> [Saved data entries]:

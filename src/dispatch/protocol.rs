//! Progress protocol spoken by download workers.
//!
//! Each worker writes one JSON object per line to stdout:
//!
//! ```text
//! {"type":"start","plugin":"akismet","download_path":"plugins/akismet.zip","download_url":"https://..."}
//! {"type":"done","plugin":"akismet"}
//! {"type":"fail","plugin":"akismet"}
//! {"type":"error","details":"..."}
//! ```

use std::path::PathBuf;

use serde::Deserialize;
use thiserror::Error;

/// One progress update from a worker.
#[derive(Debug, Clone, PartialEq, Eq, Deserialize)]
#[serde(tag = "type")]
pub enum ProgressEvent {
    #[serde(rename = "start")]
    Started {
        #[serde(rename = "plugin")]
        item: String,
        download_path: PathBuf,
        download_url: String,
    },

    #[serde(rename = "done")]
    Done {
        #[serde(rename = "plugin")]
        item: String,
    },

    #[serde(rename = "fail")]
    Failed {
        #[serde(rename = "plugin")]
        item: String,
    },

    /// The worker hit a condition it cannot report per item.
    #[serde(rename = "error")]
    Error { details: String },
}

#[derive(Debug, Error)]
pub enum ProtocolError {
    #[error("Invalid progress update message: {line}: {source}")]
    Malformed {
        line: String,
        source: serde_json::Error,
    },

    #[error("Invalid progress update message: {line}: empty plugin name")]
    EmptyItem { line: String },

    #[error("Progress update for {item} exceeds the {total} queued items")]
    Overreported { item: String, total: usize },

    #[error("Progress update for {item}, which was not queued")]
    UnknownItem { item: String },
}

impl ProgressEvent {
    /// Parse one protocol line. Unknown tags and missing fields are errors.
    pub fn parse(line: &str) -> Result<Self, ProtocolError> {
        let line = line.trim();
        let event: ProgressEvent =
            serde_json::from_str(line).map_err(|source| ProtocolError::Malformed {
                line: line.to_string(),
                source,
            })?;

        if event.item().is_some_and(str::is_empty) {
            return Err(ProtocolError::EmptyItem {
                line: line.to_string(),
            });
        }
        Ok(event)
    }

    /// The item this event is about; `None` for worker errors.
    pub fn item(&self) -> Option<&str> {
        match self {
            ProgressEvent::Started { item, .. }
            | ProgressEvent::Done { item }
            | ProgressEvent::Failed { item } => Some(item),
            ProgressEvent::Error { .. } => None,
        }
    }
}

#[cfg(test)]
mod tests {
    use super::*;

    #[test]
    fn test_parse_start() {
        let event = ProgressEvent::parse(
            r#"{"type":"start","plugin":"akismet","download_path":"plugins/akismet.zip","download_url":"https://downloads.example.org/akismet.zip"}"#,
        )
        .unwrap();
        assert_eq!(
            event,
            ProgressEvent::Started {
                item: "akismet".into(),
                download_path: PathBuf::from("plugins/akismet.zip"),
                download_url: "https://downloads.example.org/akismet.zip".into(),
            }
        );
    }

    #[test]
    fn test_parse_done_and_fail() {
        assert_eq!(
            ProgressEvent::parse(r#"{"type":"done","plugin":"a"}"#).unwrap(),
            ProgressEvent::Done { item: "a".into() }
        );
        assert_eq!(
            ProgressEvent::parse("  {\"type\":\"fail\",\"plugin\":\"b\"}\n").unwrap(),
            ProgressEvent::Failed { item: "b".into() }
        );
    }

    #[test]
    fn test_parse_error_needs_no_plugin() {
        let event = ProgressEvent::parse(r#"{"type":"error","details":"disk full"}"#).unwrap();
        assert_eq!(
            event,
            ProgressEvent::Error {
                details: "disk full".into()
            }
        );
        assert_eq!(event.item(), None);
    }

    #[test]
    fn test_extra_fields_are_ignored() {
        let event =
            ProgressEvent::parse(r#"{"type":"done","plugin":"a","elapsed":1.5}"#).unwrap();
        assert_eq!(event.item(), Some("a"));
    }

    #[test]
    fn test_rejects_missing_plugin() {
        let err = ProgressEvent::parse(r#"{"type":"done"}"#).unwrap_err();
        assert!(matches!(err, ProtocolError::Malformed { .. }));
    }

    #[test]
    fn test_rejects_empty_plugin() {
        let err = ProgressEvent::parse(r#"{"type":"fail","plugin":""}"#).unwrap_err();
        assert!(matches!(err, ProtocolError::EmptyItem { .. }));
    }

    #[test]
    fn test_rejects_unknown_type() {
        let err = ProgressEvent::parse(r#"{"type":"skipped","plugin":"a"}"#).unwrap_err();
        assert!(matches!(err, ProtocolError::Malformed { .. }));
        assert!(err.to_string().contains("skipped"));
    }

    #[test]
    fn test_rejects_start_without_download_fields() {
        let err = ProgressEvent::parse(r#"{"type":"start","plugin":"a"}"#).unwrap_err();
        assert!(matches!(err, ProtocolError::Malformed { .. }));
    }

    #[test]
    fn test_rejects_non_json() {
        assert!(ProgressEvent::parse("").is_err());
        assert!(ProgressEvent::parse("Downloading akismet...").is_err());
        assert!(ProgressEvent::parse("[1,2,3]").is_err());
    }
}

...

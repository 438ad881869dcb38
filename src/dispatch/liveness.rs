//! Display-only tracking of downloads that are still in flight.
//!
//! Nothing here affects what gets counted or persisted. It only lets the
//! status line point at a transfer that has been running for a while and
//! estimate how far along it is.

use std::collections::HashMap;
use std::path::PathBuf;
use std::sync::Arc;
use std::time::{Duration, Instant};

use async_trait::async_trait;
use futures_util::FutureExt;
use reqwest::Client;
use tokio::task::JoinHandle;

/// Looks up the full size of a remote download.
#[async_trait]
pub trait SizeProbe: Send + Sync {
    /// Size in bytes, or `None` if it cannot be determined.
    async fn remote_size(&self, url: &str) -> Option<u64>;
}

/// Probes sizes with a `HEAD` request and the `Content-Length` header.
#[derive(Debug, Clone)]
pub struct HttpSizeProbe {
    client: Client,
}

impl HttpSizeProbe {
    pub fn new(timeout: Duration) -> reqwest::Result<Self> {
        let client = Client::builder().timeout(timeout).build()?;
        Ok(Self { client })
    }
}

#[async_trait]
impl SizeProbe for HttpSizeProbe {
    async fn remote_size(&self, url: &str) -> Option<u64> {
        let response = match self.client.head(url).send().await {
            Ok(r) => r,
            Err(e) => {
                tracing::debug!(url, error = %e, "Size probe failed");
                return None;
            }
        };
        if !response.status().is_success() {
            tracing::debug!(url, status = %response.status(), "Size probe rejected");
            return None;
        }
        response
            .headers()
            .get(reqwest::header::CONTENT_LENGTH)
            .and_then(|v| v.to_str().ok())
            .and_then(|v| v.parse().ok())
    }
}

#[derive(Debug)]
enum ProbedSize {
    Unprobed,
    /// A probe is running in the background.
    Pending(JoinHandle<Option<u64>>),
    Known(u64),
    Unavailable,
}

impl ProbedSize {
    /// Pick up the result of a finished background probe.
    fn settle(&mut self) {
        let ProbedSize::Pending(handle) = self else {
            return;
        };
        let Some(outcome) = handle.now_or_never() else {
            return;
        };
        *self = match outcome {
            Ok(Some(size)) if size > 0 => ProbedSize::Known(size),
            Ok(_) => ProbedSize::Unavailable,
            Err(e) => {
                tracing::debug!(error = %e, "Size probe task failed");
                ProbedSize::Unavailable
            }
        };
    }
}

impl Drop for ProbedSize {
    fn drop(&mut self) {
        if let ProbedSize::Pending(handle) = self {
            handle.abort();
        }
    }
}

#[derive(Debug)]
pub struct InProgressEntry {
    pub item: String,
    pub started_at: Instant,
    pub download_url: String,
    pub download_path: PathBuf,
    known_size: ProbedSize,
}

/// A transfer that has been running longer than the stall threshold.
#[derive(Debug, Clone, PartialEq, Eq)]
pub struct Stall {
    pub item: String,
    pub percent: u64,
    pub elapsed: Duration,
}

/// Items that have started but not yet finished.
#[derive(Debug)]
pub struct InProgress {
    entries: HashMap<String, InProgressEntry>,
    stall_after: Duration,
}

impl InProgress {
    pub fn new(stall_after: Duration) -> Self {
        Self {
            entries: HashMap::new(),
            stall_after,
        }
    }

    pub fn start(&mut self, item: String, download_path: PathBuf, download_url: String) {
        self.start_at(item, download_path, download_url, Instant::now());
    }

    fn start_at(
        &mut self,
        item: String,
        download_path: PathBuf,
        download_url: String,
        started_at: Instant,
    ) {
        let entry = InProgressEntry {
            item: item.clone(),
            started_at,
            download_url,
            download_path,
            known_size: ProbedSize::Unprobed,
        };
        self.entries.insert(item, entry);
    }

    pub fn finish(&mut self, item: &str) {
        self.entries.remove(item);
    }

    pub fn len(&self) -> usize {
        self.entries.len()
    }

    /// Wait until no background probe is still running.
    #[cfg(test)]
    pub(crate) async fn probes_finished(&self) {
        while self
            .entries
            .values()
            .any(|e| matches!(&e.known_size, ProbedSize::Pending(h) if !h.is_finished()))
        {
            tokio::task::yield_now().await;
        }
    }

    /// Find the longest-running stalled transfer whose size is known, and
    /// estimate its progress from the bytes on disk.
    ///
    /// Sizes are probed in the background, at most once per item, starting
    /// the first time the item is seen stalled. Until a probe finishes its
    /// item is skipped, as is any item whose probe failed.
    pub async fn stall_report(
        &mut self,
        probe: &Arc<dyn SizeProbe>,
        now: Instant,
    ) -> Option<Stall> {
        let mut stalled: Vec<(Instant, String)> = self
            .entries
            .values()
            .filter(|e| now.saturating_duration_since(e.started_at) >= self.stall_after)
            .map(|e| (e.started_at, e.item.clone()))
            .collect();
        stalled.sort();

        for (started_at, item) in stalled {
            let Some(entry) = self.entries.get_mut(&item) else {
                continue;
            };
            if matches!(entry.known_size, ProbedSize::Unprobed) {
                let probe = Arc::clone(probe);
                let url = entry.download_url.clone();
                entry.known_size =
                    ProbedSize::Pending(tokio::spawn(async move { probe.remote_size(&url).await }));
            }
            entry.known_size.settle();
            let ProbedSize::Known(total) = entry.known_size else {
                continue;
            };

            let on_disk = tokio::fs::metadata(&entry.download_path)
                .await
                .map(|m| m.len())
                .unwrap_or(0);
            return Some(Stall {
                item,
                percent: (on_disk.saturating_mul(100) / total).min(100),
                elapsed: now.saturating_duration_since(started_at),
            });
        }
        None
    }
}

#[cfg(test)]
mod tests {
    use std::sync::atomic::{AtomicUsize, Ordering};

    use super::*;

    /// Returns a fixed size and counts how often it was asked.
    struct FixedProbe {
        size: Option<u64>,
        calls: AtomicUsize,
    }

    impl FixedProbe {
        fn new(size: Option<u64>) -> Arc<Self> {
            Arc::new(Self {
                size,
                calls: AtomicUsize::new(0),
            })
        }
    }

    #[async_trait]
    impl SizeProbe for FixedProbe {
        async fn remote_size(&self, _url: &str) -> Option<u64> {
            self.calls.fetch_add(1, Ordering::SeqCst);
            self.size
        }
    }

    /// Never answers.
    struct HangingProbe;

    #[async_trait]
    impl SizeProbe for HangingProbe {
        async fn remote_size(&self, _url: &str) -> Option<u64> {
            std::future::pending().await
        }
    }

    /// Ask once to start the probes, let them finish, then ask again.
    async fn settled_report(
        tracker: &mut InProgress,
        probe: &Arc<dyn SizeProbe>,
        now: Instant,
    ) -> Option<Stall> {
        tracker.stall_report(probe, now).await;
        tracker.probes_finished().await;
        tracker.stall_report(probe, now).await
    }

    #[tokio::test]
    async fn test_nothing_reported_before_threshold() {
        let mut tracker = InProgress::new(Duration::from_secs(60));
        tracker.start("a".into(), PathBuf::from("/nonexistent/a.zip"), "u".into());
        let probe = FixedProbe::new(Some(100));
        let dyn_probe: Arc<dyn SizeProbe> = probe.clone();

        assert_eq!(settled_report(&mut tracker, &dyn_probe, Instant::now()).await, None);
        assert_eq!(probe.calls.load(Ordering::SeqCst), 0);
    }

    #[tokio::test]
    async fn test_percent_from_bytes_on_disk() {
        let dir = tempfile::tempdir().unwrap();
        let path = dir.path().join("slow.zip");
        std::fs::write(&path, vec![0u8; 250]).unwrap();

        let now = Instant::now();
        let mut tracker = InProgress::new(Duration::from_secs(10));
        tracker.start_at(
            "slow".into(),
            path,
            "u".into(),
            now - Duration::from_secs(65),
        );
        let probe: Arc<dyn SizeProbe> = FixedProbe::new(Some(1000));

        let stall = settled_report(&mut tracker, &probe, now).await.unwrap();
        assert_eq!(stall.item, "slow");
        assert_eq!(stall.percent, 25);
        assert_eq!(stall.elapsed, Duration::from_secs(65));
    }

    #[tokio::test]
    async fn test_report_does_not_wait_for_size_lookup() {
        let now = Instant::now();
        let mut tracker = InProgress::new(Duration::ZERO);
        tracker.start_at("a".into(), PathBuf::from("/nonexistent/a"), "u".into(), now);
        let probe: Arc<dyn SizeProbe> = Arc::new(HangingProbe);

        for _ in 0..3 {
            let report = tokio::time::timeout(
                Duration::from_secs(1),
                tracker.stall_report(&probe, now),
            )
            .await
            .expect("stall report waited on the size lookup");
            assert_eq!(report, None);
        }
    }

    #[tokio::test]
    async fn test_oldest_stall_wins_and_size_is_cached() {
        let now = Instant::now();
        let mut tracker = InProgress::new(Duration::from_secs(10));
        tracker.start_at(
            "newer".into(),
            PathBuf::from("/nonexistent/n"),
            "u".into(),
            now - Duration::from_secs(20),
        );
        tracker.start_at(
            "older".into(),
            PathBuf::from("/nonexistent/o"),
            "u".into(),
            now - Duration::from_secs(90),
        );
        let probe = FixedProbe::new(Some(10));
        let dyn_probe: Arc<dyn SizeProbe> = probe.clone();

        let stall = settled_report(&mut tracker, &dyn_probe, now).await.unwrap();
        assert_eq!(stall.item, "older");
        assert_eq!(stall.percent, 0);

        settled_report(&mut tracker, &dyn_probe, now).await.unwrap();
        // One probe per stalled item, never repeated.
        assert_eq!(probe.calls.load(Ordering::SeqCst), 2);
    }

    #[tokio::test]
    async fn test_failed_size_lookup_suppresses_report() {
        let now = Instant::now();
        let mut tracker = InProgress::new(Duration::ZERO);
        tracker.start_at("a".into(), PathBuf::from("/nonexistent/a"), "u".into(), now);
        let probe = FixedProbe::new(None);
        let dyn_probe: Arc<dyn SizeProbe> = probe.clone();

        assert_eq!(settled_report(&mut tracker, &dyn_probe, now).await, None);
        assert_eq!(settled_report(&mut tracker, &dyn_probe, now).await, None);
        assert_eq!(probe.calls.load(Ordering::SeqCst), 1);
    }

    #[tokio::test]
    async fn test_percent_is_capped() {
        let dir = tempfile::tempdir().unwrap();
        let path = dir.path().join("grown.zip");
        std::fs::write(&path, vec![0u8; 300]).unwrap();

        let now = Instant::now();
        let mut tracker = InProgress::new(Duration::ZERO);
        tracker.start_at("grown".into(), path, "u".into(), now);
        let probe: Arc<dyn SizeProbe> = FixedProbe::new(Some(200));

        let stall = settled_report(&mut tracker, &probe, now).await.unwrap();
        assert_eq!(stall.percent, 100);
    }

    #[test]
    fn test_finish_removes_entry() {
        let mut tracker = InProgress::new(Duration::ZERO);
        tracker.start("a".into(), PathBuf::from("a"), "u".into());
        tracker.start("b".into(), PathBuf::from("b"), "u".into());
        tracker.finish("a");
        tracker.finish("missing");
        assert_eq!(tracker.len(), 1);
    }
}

> [Task to carry out]: Copy out every line from the data above that has "downloads" in it.

> [Solution below]:
            r#"{"type":"start","plugin":"akismet","download_path":"plugins/akismet.zip","download_url":"https://downloads.example.org/akismet.zip"}"#,
                download_url: "https://downloads.example.org/akismet.zip".into(),
//! Display-only tracking of downloads that are still in flight.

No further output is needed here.